* Task prompt *
All lines from the opening of the data to the line containing "lock, and the" must be returned unchanged, and only those lines.

□ □ □

//! Process-wide table of live subscriptions.
//!
//! The registry owns every [`Subscription`], indexed by [`SubscriberId`] for
//! O(1) lookup and by resource path for O(k) fan-out. Both indexes live
//! behind one mutex, so subscribe, supersede, remove and advertise are
//! serialized against each other.
//!
//! # Lock Ordering
//!
//! The registry lock may be held while taking a subscription's queue lock
//! (fan-out), never the reverse: subscriptions run their close callback, which
//! re-enters the registry, only after releasing their own lock, and the
//! registry closes superseded or overflowing subscriptions only after
//! releasing its own.

use super::subscription::{Offer, Subscription};
use crate::error::{BraidError, Result};
use bytes::Bytes;
use parking_lot::Mutex;
use std::collections::{HashMap, HashSet};
use std::fmt;
use std::sync::atomic::{AtomicU64, Ordering};
use std::sync::{Arc, Weak};

/// Identity of one subscriber on one resource.
///
/// The peer token is the client's `Peer` header or a server-issued token;
/// pairing it with the resource lets one peer watch several resources while
/// holding at most one subscription per resource.
#[derive(Clone, Debug, PartialEq, Eq, Hash)]
pub struct SubscriberId {
    peer: String,
    resource: String,
}

impl SubscriberId {
    /// Build an id from a peer token and a resource path.
    pub fn new(peer: impl Into<String>, resource: impl Into<String>) -> Self {
        SubscriberId {
            peer: peer.into(),
            resource: resource.into(),
        }
    }

    /// The peer token.
    pub fn peer(&self) -> &str {
        &self.peer
    }

    /// The resource path.
    pub fn resource(&self) -> &str {
        &self.resource
    }
}

impl fmt::Display for SubscriberId {
    fn fmt(&self, f: &mut fmt::Formatter<'_>) -> fmt::Result {
        write!(f, "{}@{}", self.peer, self.resource)
    }
}

#[derive(Default)]
struct Table {
    by_id: HashMap<SubscriberId, Subscription>,
    by_resource: HashMap<String, HashSet<SubscriberId>>,
}

impl Table {
    fn attach(&mut self, subscription: Subscription) {
        let id = subscription.id().clone();
        self.by_resource
            .entry(subscription.resource().to_string())
            .or_default()
            .insert(id.clone());
        self.by_id.insert(id, subscription);
    }

    /// Remove `id` from both indexes, optionally only if it is still `serial`.
    fn detach(&mut self, id: &SubscriberId, serial: Option<u64>) -> Option<Subscription> {
        if let Some(serial) = serial {
            if self.by_id.get(id).map(Subscription::serial) != Some(serial) {
                return None;
            }
        }

        let subscription = self.by_id.remove(id)?;
        if let Some(ids) = self.by_resource.get_mut(subscription.resource()) {
            ids.remove(id);
            if ids.is_empty() {
                self.by_resource.remove(subscription.resource());
            }
        }
        Some(subscription)
    }
}

#[derive(Default)]
struct Shared {
    table: Mutex<Table>,
    next_serial: AtomicU64,
    queue_limit: usize,
}

/// Registry of live subscriptions.
///
/// Construct one per server and share it by cloning; clones are handles to
/// the same table.
///
/// # Examples
///
/// ```
/// use braid_axum_server::server::{SubscriberId, SubscriptionRegistry};
///
/// let registry = SubscriptionRegistry::new();
/// let sub = registry.subscribe("/post/1", SubscriberId::new("alice", "/post/1"), || {});
///
/// assert_eq!(registry.advertise("/post/1", "Version: 1\r\n\r\n"), 1);
/// assert_eq!(sub.queued(), 1);
///
/// sub.close();
/// assert!(registry.is_empty());
/// ```
#[derive(Clone, Default)]
pub struct SubscriptionRegistry {
    shared: Arc<Shared>,
}

impl SubscriptionRegistry {
    /// Create an empty registry whose subscriptions queue without bound.
    pub fn new() -> Self {
        Self::default()
    }

    /// Create an empty registry that drops any subscriber with more than
    /// `limit` undelivered updates (0 = unbounded).
    ///
    /// A dropped subscriber is closed exactly as if it had disconnected.
    pub fn with_queue_limit(limit: usize) -> Self {
        SubscriptionRegistry {
            shared: Arc::new(Shared {
                queue_limit: limit,
                ..Shared::default()
            }),
        }
    }

    /// Per-subscriber queue limit (0 = unbounded).
    pub fn queue_limit(&self) -> usize {
        self.shared.queue_limit
    }

    /// Install a new active subscription for `id` on `resource`.
    ///
    /// An existing subscription for the same `id` is superseded: it is removed
    /// from the indexes together with the installation of the new one and
    /// closed before this call returns, firing its close callback once.
    ///
    /// `on_closed` runs exactly once, after the new subscription has been
    /// removed from the registry, when it is closed for any reason.
    pub fn subscribe(
        &self,
        resource: impl Into<String>,
        id: SubscriberId,
        on_closed: impl FnOnce() + Send + 'static,
    ) -> Subscription {
        match self.install(resource.into(), id, None, on_closed) {
            Ok(subscription) => subscription,
            Err(_) => unreachable!("unbounded install cannot fail"),
        }
    }

    /// Like [`subscribe`](Self::subscribe), but refuses to grow past `max` live subscriptions.
    ///
    /// Superseding an existing subscription never counts against the limit.
    ///
    /// # Errors
    ///
    /// Returns [`BraidError::SubscriptionLimit`] when the registry is full; no
    /// subscription is created and `on_closed` is dropped uncalled.
    pub fn try_subscribe(
        &self,
        resource: impl Into<String>,
        id: SubscriberId,
        max: usize,
        on_closed: impl FnOnce() + Send + 'static,
    ) -> Result<Subscription> {
        self.install(resource.into(), id, Some(max), on_closed)
    }

    fn install(
        &self,
        resource: String,
        id: SubscriberId,
        max: Option<usize>,
        on_closed: impl FnOnce() + Send + 'static,
    ) -> Result<Subscription> {
        let serial = self.shared.next_serial.fetch_add(1, Ordering::Relaxed);
        let registry: Weak<Shared> = Arc::downgrade(&self.shared);
        let key = id.clone();
        let callback = move || {
            if let Some(shared) = registry.upgrade() {
                if shared.table.lock().detach(&key, Some(serial)).is_some() {
                    tracing::info!(subscriber = %key, "subscription closed");
                }
            }
            on_closed();
        };

        let (subscription, superseded) = {
            let mut table = self.shared.table.lock();
            if let Some(max) = max {
                if !table.by_id.contains_key(&id) && table.by_id.len() >= max {
                    tracing::warn!(subscriber = %id, max, "subscription limit reached");
                    return Err(BraidError::SubscriptionLimit(max));
                }
            }

            let subscription = Subscription::new(
                id.clone(),
                resource,
                serial,
                self.shared.queue_limit,
                callback,
            );
            let superseded = table.detach(&id, None);
            table.attach(subscription.clone());
            (subscription, superseded)
        };

        if let Some(old) = superseded {
            tracing::info!(subscriber = %id, "superseding existing subscription");
            old.close();
        }
        tracing::info!(subscriber = %id, resource = subscription.resource(), "subscription opened");

        Ok(subscription)
    }

    /// Push an encoded version to every active subscription on `resource`.
    ///
    /// Returns the number of subscriptions that accepted it. Order across
    /// subscribers is unspecified; each subscriber sees its pushes in FIFO order.
    /// Subscribers whose queue is full are closed and not counted.
    pub fn advertise(&self, resource: &str, wire: impl Into<Bytes>) -> usize {
        let wire = wire.into();
        let mut delivered = 0;
        let mut overflowed = Vec::new();

        {
            let table = self.shared.table.lock();
            let subscriptions = table
                .by_resource
                .get(resource)
                .into_iter()
                .flatten()
                .filter_map(|id| table.by_id.get(id));
            for subscription in subscriptions {
                match subscription.offer(wire.clone()) {
                    Offer::Queued => delivered += 1,
                    Offer::Closed => {}
                    Offer::Overflow => overflowed.push(subscription.clone()),
                }
            }
        }

        for subscription in overflowed {
            subscription.close();
        }

        tracing::debug!(resource, delivered, bytes = wire.len(), "advertised version");
        delivered
    }

    /// Remove and close the subscription for `id`, if any.
    ///
    /// Idempotent; returns whether a subscription was removed.
    pub fn remove(&self, id: &SubscriberId) -> bool {
        let removed = self.shared.table.lock().detach(id, None);
        match removed {
            Some(subscription) => {
                subscription.close();
                true
            }
            None => false,
        }
    }

    /// The live subscription for `id`.
    pub fn get(&self, id: &SubscriberId) -> Option<Subscription> {
        self.shared.table.lock().by_id.get(id).cloned()
    }

    /// Whether a subscription is registered for `id`.
    pub fn contains(&self, id: &SubscriberId) -> bool {
        self.shared.table.lock().by_id.contains_key(id)
    }

    /// Number of subscriptions watching `resource`.
    pub fn subscriber_count(&self, resource: &str) -> usize {
        self.shared
            .table
            .lock()
            .by_resource
            .get(resource)
            .map_or(0, HashSet::len)
    }

    /// Total number of live subscriptions.
    pub fn len(&self) -> usize {
        self.shared.table.lock().by_id.len()
    }

    /// Returns `true` if no subscription is live.
    pub fn is_empty(&self) -> bool {
        self.len() == 0
    }
}

impl fmt::Debug for SubscriptionRegistry {
    fn fmt(&self, f: &mut fmt::Formatter<'_>) -> fmt::Result {
        f.debug_struct("SubscriptionRegistry")
            .field("subscriptions", &self.len())
            .finish()
    }
}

□ □ □

* Written solution *
//! Process-wide table of live subscriptions.
//!
//! The registry owns every [`Subscription`], indexed by [`SubscriberId`] for
//! O(1) lookup and by resource path for O(k) fan-out. Both indexes live
//! behind one mutex, so subscribe, supersede, remove and advertise are
//! serialized against each other.
//!
//! # Lock Ordering
//!
//! The registry lock may be held while taking a subscription's queue lock
//! (fan-out), never the reverse: subscriptions run their close callback, which
//! re-enters the registry, only after releasing their own lock, and the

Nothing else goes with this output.